Гид засмеялся — он был явно доволен тем, что находится сейчас здесь.
— Вон за той бухтой вы еще можете видеть кессоны — это остатки причала Мэлберри II: он был установлен восемнадцатого июня тысяча девятьсот сорок четвертого года… Построили его за двенадцать дней…
Молодая женщина все еще смотрела на Абеля. Он представлялся ей высоким, значительно больше метра семидесяти сантиметров, а метр семьдесят — это во Франции считается хорошим ростом для мужчины, но стройным он не казался — напротив, он выглядел приземистым. Расстояние между его грудной костью и спинным хребтом было на вид такое же, как между плечами. Плечи почти неподвижно возвышались чуть ли не на уровне макушки. Было в этом что-то от животного, что-то пугающее. Великолепный хищник! Она затрепетала как горлинка. Канадец повернулся лицом к ней. Но он не задержал на ней взгляда. Геракл Бурделля, но только без локонов! Да у этого Геркулеса совсем нет волос! Правильной формы лоб, красиво очерченный, но широковатый, лысая круглая блестящая голова, энергичный нос, плотно сжатые губы, тяжелый подбородок. Бурделль? Да. Вернее, что-то от примитивных скульптур, от гранитных голов сайтов.

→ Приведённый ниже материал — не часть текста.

use super::types::Message;
use super::{MessagingBackend, MessagingError};
use crate::routing::{ChatKey, ChatType, RouteError};
use futures::FutureExt;
use std::panic::AssertUnwindSafe;
use std::sync::Arc;
use tracing::{error, info};

/// Why a voice message was not delivered.
#[derive(Debug, Clone, PartialEq, Eq, thiserror::Error)]
pub enum DeliveryError {
    #[error("无效的 chat_key 格式: {0}")]
    InvalidChatKey(String),

    #[error("目标ID必须为数字: {0}")]
    InvalidTargetId(String),

    #[error("不支持的聊天类型: {0}")]
    UnsupportedChatType(String),

    #[error("API调用失败: {message}")]
    MessagingApi {
        retcode: Option<i64>,
        message: String,
    },

    #[error("发送语音消息异常: {0}")]
    Unexpected(String),
}

impl DeliveryError {
    /// Stable label used in logs.
    pub fn category(&self) -> &'static str {
        match self {
            Self::InvalidChatKey(_) => "invalid_chat_key",
            Self::InvalidTargetId(_) => "invalid_target_id",
            Self::UnsupportedChatType(_) => "unsupported_chat_type",
            Self::MessagingApi { .. } => "messaging_api",
            Self::Unexpected(_) => "unexpected",
        }
    }

    /// Errors caused by a malformed chat key.
    pub fn is_routing_error(&self) -> bool {
        matches!(
            self,
            Self::InvalidChatKey(_) | Self::InvalidTargetId(_) | Self::UnsupportedChatType(_)
        )
    }
}

impl From<RouteError> for DeliveryError {
    fn from(e: RouteError) -> Self {
        match e {
            RouteError::InvalidChatKey(k) => Self::InvalidChatKey(k),
            RouteError::InvalidTargetId(t) => Self::InvalidTargetId(t),
            RouteError::UnsupportedChatType(c) => Self::UnsupportedChatType(c),
        }
    }
}

impl From<MessagingError> for DeliveryError {
    fn from(e: MessagingError) -> Self {
        match e {
            MessagingError::ActionFailed { retcode, message } => {
                Self::MessagingApi { retcode, message }
            }
            MessagingError::Transport(msg) => Self::Unexpected(msg),
        }
    }
}

#[derive(Debug, Clone, PartialEq, Eq)]
pub struct DeliveryReceipt {
    pub chat_key: ChatKey,
    pub message_id: Option<i64>,
}

pub type DeliveryResult = std::result::Result<DeliveryReceipt, DeliveryError>;

/// Sends voice clips to the chat a chat key points at.
#[derive(Clone)]
pub struct VoiceDelivery {
    backend: Arc<dyn MessagingBackend>,
}

impl VoiceDelivery {
    pub fn new(backend: Arc<dyn MessagingBackend>) -> Self {
        Self { backend }
    }

    /// Deliver and report the outcome.
    pub async fn try_deliver(&self, chat_key: &str, voice: &str) -> DeliveryResult {
        let key = ChatKey::parse(chat_key)?;
        let message = Message::voice(voice);

        let send = async {
            match key.chat_type {
                ChatType::Private => self.backend.send_private_msg(key.target_id, &message).await,
                ChatType::Group => self.backend.send_group_msg(key.target_id, &message).await,
            }
        };
        let receipt = AssertUnwindSafe(send)
            .catch_unwind()
            .await
            .map_err(|panic| DeliveryError::Unexpected(panic_message(&*panic)))??;

        match key.chat_type {
            ChatType::Private => info!("私聊语音发送成功: QQ={}, voice={}", key.target_id, voice),
            ChatType::Group => info!("群聊语音发送成功: 群={}, voice={}", key.target_id, voice),
        }

        Ok(DeliveryReceipt {
            chat_key: key,
            message_id: receipt.message_id,
        })
    }

    /// Deliver, logging and discarding any failure.
    pub async fn deliver(&self, chat_key: &str, voice: &str) {
        if let Err(e) = self.try_deliver(chat_key, voice).await {
            let category = e.category();
            match &e {
                DeliveryError::MessagingApi { .. } => error!(category, "{}", e),
                e if e.is_routing_error() => error!(category, "参数错误: {}", e),
                _ => error!(category, "{}", e),
            }
        }
    }
}

fn panic_message(payload: &(dyn std::any::Any + Send)) -> String {
    if let Some(s) = payload.downcast_ref::<&str>() {
        (*s).to_string()
    } else if let Some(s) = payload.downcast_ref::<String>() {
        s.clone()
    } else {
        "panic in messaging backend".to_string()
    }
}

#[cfg(test)]
mod tests {
    use super::*;

    #[test]
    fn test_categories() {
        assert_eq!(
            DeliveryError::from(RouteError::InvalidChatKey("x".into())).category(),
            "invalid_chat_key"
        );
        assert_eq!(
            DeliveryError::from(MessagingError::Transport("down".into())).category(),
            "unexpected"
        );
        let api = DeliveryError::from(MessagingError::ActionFailed {
            retcode: Some(100),
            message: "blocked".into(),
        });
        assert_eq!(api.category(), "messaging_api");
        assert_eq!(api.to_string(), "API调用失败: blocked");
        assert!(!api.is_routing_error());
    }

    #[test]
    fn test_panic_message() {
        let boxed: Box<dyn std::any::Any + Send> = Box::new("boom");
        assert_eq!(panic_message(&*boxed), "boom");
        let boxed: Box<dyn std::any::Any + Send> = Box::new(String::from("bang"));
        assert_eq!(panic_message(&*boxed), "bang");
    }
}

Женщину всю передернуло. Ей шепнул на ухо неприятный голос:
— Когда волос только на голове нет, это еще полбеды… Верно, Малютка?
Лицо молодой женщины, за секунду перед тем такое нежное, внезапно захлопнулось.
Абель поднимался по лестнице. Прямо перед собой он видел болезненно-хрупкое туловище и очаровательный выгиб зада под легкой тканью, разрисованной парусниками. На ногах с округлым подъемом были плотно облегавшие их чулки без швов и остроносые туфельки на шпильках. Абель вернулся к действительности!
Хрипло заиграл военный оркестр. Экран заполнил круглолицый Черчилль с сигарой во рту. В документальном фильме Арроманш представал таким, каким он остался в памяти канадца, неизмеримо более подлинный, чем нынешний кокетливый городок. В 1944 году Арроманш походил на ослиную челюсть, вымытую дождями. Но история влекла за собой, победа захватывала в свои лапы этих пионеров, разматывавших клубок дороги в затопленных землях…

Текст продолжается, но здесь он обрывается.